Driver’s visits to some of the Miskito villages paint a grim picture. Lobster boat owners take Miskito men far out to sea, where the divers, armed with decrepit, rudimentary equipment, endure grueling schedules of 12 to 18 dives per day for consecutive weeks, wildly exceeding safety recommendations. If the men dive too deep, or if their air runs out and they ascend too quickly, they risk decompression sickness, a painful condition where nitrogen gas accumulates within the body, leading to complications like paralysis and brain disorders. The only remedy is to immediately go into a decompression hyperbaric chamber. But Driver found only a single hospital equipped with one in the region. So decompression sickness is far too common, and frequently hazardous. Among the 9,000 divers in the region in 2004 (the most recent year for which data were available), nearly all had some form of decompression sickness and nearly half had partial or total disability, according to the Center for Justice and International Law (CEJIL), an international nonprofit that represents lobster divers legally.

Boat owners, however, often refuse to cover medical expenses or extend help, Driver wrote. They also reportedly demand that the divers pry lobsters from their lairs without leaving any marks, usually by using a hammer and a metal rod with hooks. That way, the crustaceans can be sold as though they were caught in traps, which buyers prefer in order to avoid the grim labor rights issues associated with diver-caught lobster.

The plight of the Miskito lobster divers has previously been covered in the media, and is known in the industry. But efforts at reforming the Honduran lobster fishery have so far failed to adequately address the situation, Driver wrote.

The Civil Eats investigation highlights a fishery improvement partnership fund launched in 2013 by U.S. organizations including the Walton Family Foundation (WFF), a philanthropic arm of retail giant Walmart, along with the Darden Company, which owns chain restaurants like Olive Garden and LongHorn Steakhouse and at the time owned Red Lobster. The National Fish and Wildlife Foundation (NFWF) managed the fund.

The fund aimed to support fisheries improvement projects (FIPs) to make the Honduran spiny lobster fishery more sustainable, mainly by addressing overfishing. It focused on Honduran lobster because Darden’s Red Lobster sourced its catch from the Honduran fishery, Mark Shields, a senior communications officer at WFF, told Mongabay in an email.

“WFF supported that fund alongside NFWF and Darden because the foundation works from the idea that companies can — and should — help in sustainability efforts alongside communities, advocates, NGOs, governments, and others,” Shields said.

“The hope, at the time, was that the fund would attract support from other seafood companies and encourage them to make improvements in their supply chains.”

But things didn’t pan out as planned.
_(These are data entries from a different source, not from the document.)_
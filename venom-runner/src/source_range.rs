// Copyright (c) The venom-explorer Contributors
// SPDX-License-Identifier: MIT OR Apache-2.0

//! Mapping of diagnostic line numbers onto highlight ranges.

use std::fmt;
use tracing::warn;

/// A range within a text buffer. Lines and columns are 0-based; columns count characters.
#[derive(Clone, Copy, Debug, PartialEq, Eq, Hash)]
pub struct SourceRange {
    /// The first line of the range.
    pub start_line: usize,
    /// The column the range starts at on `start_line`.
    pub start_column: usize,
    /// The last line of the range.
    pub end_line: usize,
    /// The column the range ends at on `end_line` (exclusive).
    pub end_column: usize,
}

impl SourceRange {
    /// The end column of the range returned for lines that don't exist.
    pub const SENTINEL_END_COLUMN: usize = 1000;

    /// The range returned for lines that don't exist: line 0, columns 0 to
    /// [`Self::SENTINEL_END_COLUMN`].
    ///
    /// Callers should treat this as "no precise highlight".
    pub const SENTINEL: Self = Self {
        start_line: 0,
        start_column: 0,
        end_line: 0,
        end_column: Self::SENTINEL_END_COLUMN,
    };

    /// Returns true if this is the [`Self::SENTINEL`] range.
    pub fn is_sentinel(&self) -> bool {
        *self == Self::SENTINEL
    }
}

impl fmt::Display for SourceRange {
    fn fmt(&self, f: &mut fmt::Formatter<'_>) -> fmt::Result {
        // Rendered 1-based, the way editors and compilers print locations.
        write!(
            f,
            "{}:{}-{}:{}",
            self.start_line + 1,
            self.start_column + 1,
            self.end_line + 1,
            self.end_column + 1,
        )
    }
}

/// Computes the range to highlight for the 1-based line `one_based_line` of `raw_text`.
///
/// The range covers the line without its leading whitespace. If the line doesn't exist in
/// `raw_text`, a warning is logged and [`SourceRange::SENTINEL`] is returned.
pub fn map_line(raw_text: &str, one_based_line: usize) -> SourceRange {
    let line = one_based_line
        .checked_sub(1)
        .and_then(|index| raw_text.split('\n').nth(index).map(|line| (index, line)));

    let Some((index, line)) = line else {
        warn!("line {one_based_line} doesn't exist in file");
        return SourceRange::SENTINEL;
    };

    let line = line.strip_suffix('\r').unwrap_or(line);
    let start_column = line.chars().take_while(|c| c.is_whitespace()).count();
    let end_column = line.chars().count();

    SourceRange {
        start_line: index,
        start_column,
        end_line: index,
        end_column,
    }
}

#[cfg(test)]
mod tests {
    use super::*;
    use indoc::indoc;
    use test_case::test_case;

    const SUITE: &str = indoc! {"
        name: users
        testcases:
          - name: get users
            steps:
              - type: http
                assertions:
                  - result.statuscode ShouldEqual 200
    "};

    #[test_case(1, 0, 0, 11 ; "first line without indentation")]
    #[test_case(3, 2, 2, 19 ; "list item")]
    #[test_case(7, 6, 10, 45 ; "deeply indented assertion")]
    #[test_case(8, 7, 0, 0 ; "empty line after trailing newline")]
    fn maps_existing_lines(line: usize, index: usize, start_column: usize, end_column: usize) {
        assert_eq!(
            map_line(SUITE, line),
            SourceRange {
                start_line: index,
                start_column,
                end_line: index,
                end_column,
            }
        );
    }

    #[test_case(9 ; "past the end")]
    #[test_case(0 ; "line zero")]
    #[test_case(usize::MAX ; "huge")]
    fn missing_lines_map_to_sentinel(line: usize) {
        let range = map_line(SUITE, line);
        assert!(range.is_sentinel(), "{range:?} is the sentinel");
    }

    #[test]
    fn crlf_line_endings() {
        let text = "a: 1\r\n    b: 2\r\n";
        assert_eq!(
            map_line(text, 2),
            SourceRange {
                start_line: 1,
                start_column: 4,
                end_line: 1,
                end_column: 8,
            }
        );
    }

    #[test]
    fn whitespace_only_line() {
        let range = map_line("a\n   \nb", 2);
        assert_eq!((range.start_column, range.end_column), (3, 3));
    }

    #[test]
    fn columns_count_characters() {
        let range = map_line("\tnamé: ünïcode", 1);
        assert_eq!((range.start_column, range.end_column), (1, 14));
    }

    #[test]
    fn display_is_one_based() {
        assert_eq!(map_line("  x", 1).to_string(), "1:3-1:4");
    }
}
// Copyright (c) The venom-explorer Contributors
// SPDX-License-Identifier: MIT OR Apache-2.0

//! The tree of discovered test suite files.
//!
//! The tree mirrors the directory structure of each workspace folder: the top-level groups are
//! the workspace folders, nested groups are directories, and leaves are test suite files. Files
//! outside every workspace folder sit directly under the root.
//!
//! Each file node caches the raw text of the file at discovery time. This snapshot is what
//! failure locations are mapped onto, so it can lag behind the file on disk until the next
//! refresh.

use crate::{
    config::TestSuiteMatcher,
    helpers::{file_uri, plural},
    workspace::{FsEvent, FsEventKind, WorkspaceContext},
};
use camino::{Utf8Component, Utf8Path, Utf8PathBuf};
use std::collections::BTreeMap;
use tracing::{debug, warn};
use venom_metadata::{TestNodeKind, TestNodeSummary, TestSuiteFile, TestTreeSummary};
use walkdir::WalkDir;

/// A test suite file in the tree.
#[derive(Clone, Debug)]
pub struct TestFileRecord {
    id: String,
    path: Utf8PathBuf,
    label: String,
    raw_text: String,
    suite: Option<TestSuiteFile>,
}

impl TestFileRecord {
    /// Reads and parses the file at `path`.
    ///
    /// A file that can't be read is cached with empty text. A file that can't be parsed is
    /// cached without a suite. Both cases log a warning.
    pub fn load(path: &Utf8Path) -> Self {
        let (raw_text, suite) = match std::fs::read_to_string(path) {
            Ok(raw_text) => {
                let suite = match serde_yaml::from_str::<TestSuiteFile>(&raw_text) {
                    Ok(suite) => Some(suite),
                    Err(err) => {
                        warn!("failed to parse test suite {path}: {err}");
                        None
                    }
                };
                (raw_text, suite)
            }
            Err(err) => {
                warn!("failed to read file {path}: {err}");
                (String::new(), None)
            }
        };

        Self::new(path, raw_text, suite)
    }

    fn new(path: &Utf8Path, raw_text: String, suite: Option<TestSuiteFile>) -> Self {
        Self {
            id: file_uri(path),
            path: path.to_owned(),
            label: path.file_name().unwrap_or(path.as_str()).to_owned(),
            raw_text,
            suite,
        }
    }

    /// Returns the stable identity of this file: its `file://` URI.
    pub fn id(&self) -> &str {
        &self.id
    }

    /// Returns the absolute path of the file.
    pub fn path(&self) -> &Utf8Path {
        &self.path
    }

    /// Returns the display name of the file.
    pub fn label(&self) -> &str {
        &self.label
    }

    /// Returns the text of the file, as of the last refresh.
    pub fn raw_text(&self) -> &str {
        &self.raw_text
    }

    /// Returns the parsed test suite, if the file could be parsed.
    pub fn suite(&self) -> Option<&TestSuiteFile> {
        self.suite.as_ref()
    }

    /// Returns the name the suite declares for itself.
    pub fn description(&self) -> Option<&str> {
        self.suite.as_ref()?.name.as_deref()
    }

    fn summary(&self) -> TestNodeSummary {
        TestNodeSummary {
            id: self.id.clone(),
            label: self.label.clone(),
            kind: TestNodeKind::File,
            path: Some(self.path.clone()),
            description: self.description().map(str::to_owned),
            testcase_count: self.suite.as_ref().map(|suite| suite.testcases.len()),
            children: Vec::new(),
        }
    }
}

/// A directory in the tree: a workspace folder or one of its subdirectories.
#[derive(Clone, Debug, Default)]
pub struct TestGroup {
    id: String,
    label: String,
    groups: BTreeMap<String, TestGroup>,
    files: BTreeMap<String, TestFileRecord>,
}

impl TestGroup {
    fn new(id: &str, label: &str) -> Self {
        Self {
            id: id.to_owned(),
            label: label.to_owned(),
            ..Default::default()
        }
    }

    /// Returns the identity of this group: the absolute path of its directory. The root of the
    /// tree has an empty id.
    pub fn id(&self) -> &str {
        &self.id
    }

    /// Returns the display name of this group.
    pub fn label(&self) -> &str {
        &self.label
    }

    /// Returns the child groups, ordered by id.
    pub fn groups(&self) -> impl ExactSizeIterator<Item = &TestGroup> {
        self.groups.values()
    }

    /// Returns the files directly in this group, ordered by id.
    pub fn files(&self) -> impl ExactSizeIterator<Item = &TestFileRecord> {
        self.files.values()
    }

    /// Returns true if this group has no children.
    pub fn is_empty(&self) -> bool {
        self.groups.is_empty() && self.files.is_empty()
    }

    /// Returns all files under this group: child groups first, then files, depth-first.
    pub fn leaves(&self) -> Vec<&TestFileRecord> {
        let mut leaves = Vec::new();
        self.collect_leaves(&mut leaves);
        leaves
    }

    fn collect_leaves<'a>(&'a self, leaves: &mut Vec<&'a TestFileRecord>) {
        for group in self.groups.values() {
            group.collect_leaves(leaves);
        }
        leaves.extend(self.files.values());
    }

    // Find-or-create: inserting the same id twice returns the existing group.
    fn group_entry(&mut self, id: &str, label: &str) -> &mut TestGroup {
        self.groups
            .entry(id.to_owned())
            .or_insert_with(|| TestGroup::new(id, label))
    }

    fn find(&self, id: &str) -> Option<TestNode<'_>> {
        if self.id == id {
            return Some(TestNode::Group(self));
        }
        if let Some(file) = self.files.get(id) {
            return Some(TestNode::File(file));
        }
        self.groups.values().find_map(|group| group.find(id))
    }

    fn remove_file(&mut self, id: &str) -> bool {
        if self.files.remove(id).is_some() {
            return true;
        }
        let Some((key, emptied)) = self
            .groups
            .iter_mut()
            .find_map(|(key, group)| group.remove_file(id).then(|| (key.clone(), group.is_empty())))
        else {
            return false;
        };
        if emptied {
            self.groups.remove(&key);
        }
        true
    }

    fn summary(&self) -> TestNodeSummary {
        TestNodeSummary {
            id: self.id.clone(),
            label: self.label.clone(),
            kind: TestNodeKind::Group,
            path: Some(Utf8PathBuf::from(&self.id)),
            description: None,
            testcase_count: None,
            children: self.children_summary(),
        }
    }

    fn children_summary(&self) -> Vec<TestNodeSummary> {
        self.groups
            .values()
            .map(TestGroup::summary)
            .chain(self.files.values().map(TestFileRecord::summary))
            .collect()
    }
}

/// A node in the tree.
#[derive(Clone, Copy, Debug)]
pub enum TestNode<'a> {
    /// A directory.
    Group(&'a TestGroup),
    /// A test suite file.
    File(&'a TestFileRecord),
}

impl<'a> TestNode<'a> {
    /// Returns the identity of this node.
    pub fn id(&self) -> &'a str {
        match self {
            Self::Group(group) => group.id(),
            Self::File(file) => file.id(),
        }
    }

    /// Returns the files to run for this node. A file is its own only leaf.
    pub fn leaves(&self) -> Vec<&'a TestFileRecord> {
        match self {
            Self::Group(group) => group.leaves(),
            Self::File(file) => vec![file],
        }
    }
}

/// The tree of discovered test suite files.
#[derive(Clone, Debug)]
pub struct TestTree {
    root: TestGroup,
    matcher: TestSuiteMatcher,
}

impl TestTree {
    /// Creates an empty tree. Files are recognized as test suites with `matcher`.
    pub fn new(matcher: TestSuiteMatcher) -> Self {
        Self {
            root: TestGroup::default(),
            matcher,
        }
    }

    /// Returns the root of the tree.
    pub fn root(&self) -> &TestGroup {
        &self.root
    }

    /// Returns the number of files in the tree.
    pub fn file_count(&self) -> usize {
        self.root.leaves().len()
    }

    /// Returns true if `path` is a test suite file.
    ///
    /// Paths inside a workspace folder are matched relative to it. Other paths are matched by
    /// file name.
    pub fn is_test_suite(&self, context: &WorkspaceContext, path: &Utf8Path) -> bool {
        context.is_test_suite(&self.matcher, path)
    }

    /// Returns the node for the file at `path`, loading it if needed.
    ///
    /// With `force_refresh`, an existing node is dropped and loaded again.
    pub fn get_or_create_file(
        &mut self,
        context: &WorkspaceContext,
        path: &Utf8Path,
        force_refresh: bool,
    ) -> &TestFileRecord {
        let id = file_uri(path);
        let parent = self.parent_group_mut(context, path);
        if force_refresh {
            parent.files.remove(&id);
        }
        parent
            .files
            .entry(id)
            .or_insert_with(|| TestFileRecord::load(path))
    }

    /// Discovers the test suite files of every open workspace folder.
    ///
    /// With `force_refresh`, files that are already in the tree are loaded again. Returns the
    /// number of files found.
    pub fn discover(&mut self, context: &WorkspaceContext, force_refresh: bool) -> usize {
        let mut found = 0;
        for workspace in context.workspaces() {
            let root = workspace.root();
            let walker = WalkDir::new(root)
                .sort_by_file_name()
                .into_iter()
                // Hidden directories (.git and the like) never hold suites.
                .filter_entry(|entry| {
                    entry.depth() == 0
                        || !entry.file_type().is_dir()
                        || !entry.file_name().to_string_lossy().starts_with('.')
                });

            for entry in walker {
                let entry = match entry {
                    Ok(entry) => entry,
                    Err(err) => {
                        warn!("error walking {root}: {err}");
                        continue;
                    }
                };
                if !entry.file_type().is_file() {
                    continue;
                }
                let Ok(path) = Utf8PathBuf::try_from(entry.into_path()) else {
                    continue;
                };
                if self.is_test_suite(context, &path) {
                    self.get_or_create_file(context, &path, force_refresh);
                    found += 1;
                }
            }
        }

        debug!("discovered {found} test suite {}", plural::files_str(found));
        found
    }

    /// Reloads every file of every open workspace folder.
    pub fn refresh_all(&mut self, context: &WorkspaceContext) -> usize {
        self.discover(context, true)
    }

    /// Removes the file at `path`, pruning groups left empty. Returns false if it wasn't in the
    /// tree.
    pub fn remove_file(&mut self, path: &Utf8Path) -> bool {
        self.root.remove_file(&file_uri(path))
    }

    /// Removes the group of a workspace folder that was closed.
    pub fn remove_workspace(&mut self, root: &Utf8Path) -> bool {
        self.root.groups.remove(root.as_str()).is_some()
    }

    /// Applies a file-system change. Returns true if the tree changed.
    pub fn handle_event(&mut self, context: &WorkspaceContext, event: &FsEvent) -> bool {
        if !self.is_test_suite(context, &event.path) {
            return false;
        }
        debug!("test suite {} {:?}", event.path, event.kind);
        match event.kind {
            FsEventKind::Created => {
                self.get_or_create_file(context, &event.path, false);
                true
            }
            FsEventKind::Changed => {
                self.get_or_create_file(context, &event.path, true);
                true
            }
            FsEventKind::Deleted => self.remove_file(&event.path),
        }
    }

    /// Called when a document is opened or edited: reloads its node if it is a test suite.
    pub fn sync_document(
        &mut self,
        context: &WorkspaceContext,
        path: &Utf8Path,
    ) -> Option<&TestFileRecord> {
        if !self.is_test_suite(context, path) {
            return None;
        }
        Some(self.get_or_create_file(context, path, true))
    }

    /// Looks up a node by id.
    pub fn find(&self, id: &str) -> Option<TestNode<'_>> {
        self.root.find(id)
    }

    /// Looks up the node for a file or directory path.
    pub fn find_by_path(&self, path: &Utf8Path) -> Option<TestNode<'_>> {
        let path = path.as_str().trim_end_matches(['/', '\\']);
        if path.is_empty() {
            return None;
        }
        let path = Utf8Path::new(path);
        self.find(&file_uri(path)).or_else(|| self.find(path.as_str()))
    }

    /// Returns all files in the tree, depth-first.
    pub fn leaves(&self) -> Vec<&TestFileRecord> {
        self.root.leaves()
    }

    /// Returns a serializable summary of the tree.
    pub fn summary(&self) -> TestTreeSummary {
        TestTreeSummary {
            roots: self.root.children_summary(),
        }
    }

    fn parent_group_mut(&mut self, context: &WorkspaceContext, path: &Utf8Path) -> &mut TestGroup {
        let Some(workspace) = context.owning_workspace(path) else {
            return &mut self.root;
        };
        let root = workspace.root();
        let Ok(relative) = path.strip_prefix(root) else {
            return &mut self.root;
        };

        let mut group_path = root.to_owned();
        let mut group = self
            .root
            .group_entry(root.as_str(), root.file_name().unwrap_or(root.as_str()));
        let dirs = relative.parent().map(Utf8Path::components).into_iter().flatten();
        for component in dirs {
            if let Utf8Component::Normal(dir) = component {
                group_path.push(dir);
                group = group.group_entry(group_path.as_str(), dir);
            }
        }
        group
    }
}
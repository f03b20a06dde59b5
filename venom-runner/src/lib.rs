// Copyright (c) The venom-explorer Contributors
// SPDX-License-Identifier: MIT OR Apache-2.0

#![warn(missing_docs)]

//! Core functionality for venom-explorer.
//!
//! The basic flow is:
//!
//! 1. A [`WorkspaceContext`](workspace::WorkspaceContext) is opened for each workspace folder.
//! 2. A [`TestTree`](tree::TestTree) mirrors the test suite files found in those folders, and
//!    is kept up to date through [`FsEvent`](workspace::FsEvent)s.
//! 3. A [`TestRunner`](runner::TestRunner) walks a subtree and runs each file through the
//!    [`VenomInvoker`](invoker::VenomInvoker), one at a time.
//! 4. Failure diagnostics are parsed with [`parse_failure_message`](failure::parse_failure_message)
//!    and mapped back onto the file with [`map_line`](source_range::map_line).
//!
//! Independently, a [`SchemaComposer`](schema::SchemaComposer) answers schema requests for the
//! files of each workspace.

pub mod ansi;
pub mod assertions;
pub mod config;
pub mod errors;
pub mod failure;
mod helpers;
pub mod invoker;
pub mod reporter;
pub mod runner;
pub mod schema;
pub mod signal;
pub mod source_range;
mod timer;
pub mod tree;
pub mod workspace;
Darden sold Red Lobster less than a year later, stopped supporting the fund, and no other funders stepped forward, Shields said. He added that WFF’s support to the NFWF-operated fund “was a one-time grant.”

NFWF used the fund to support several grantees, who worked toward making the lobster fishery fully traceable from boat to consumer. This was done, according to a report by NFWF, in part to enable buyers to distinguish between dive- and trap-caught lobsters, through actions like setting up vessel monitoring and landing data collection systems, as well as licensing and registering fishers.

However, Driver wrote that in the process, boats relying on divers to catch lobsters were also licensed.

The FIP’s direct actions to address the diver-caught lobsters, Driver found, was to encourage the use of traps and get some U.S. importers to pledge not to buy dive-caught lobsters.

When asked about why the FIP didn’t address the divers’ issues to begin with, Shields told Mongabay that FIPs were originally developed to address ecological improvements, not labor issues. However, he added that WFF has since funded “millions of dollars’ worth of grantmaking to address human rights abuses and forced labor in fisheries globally.”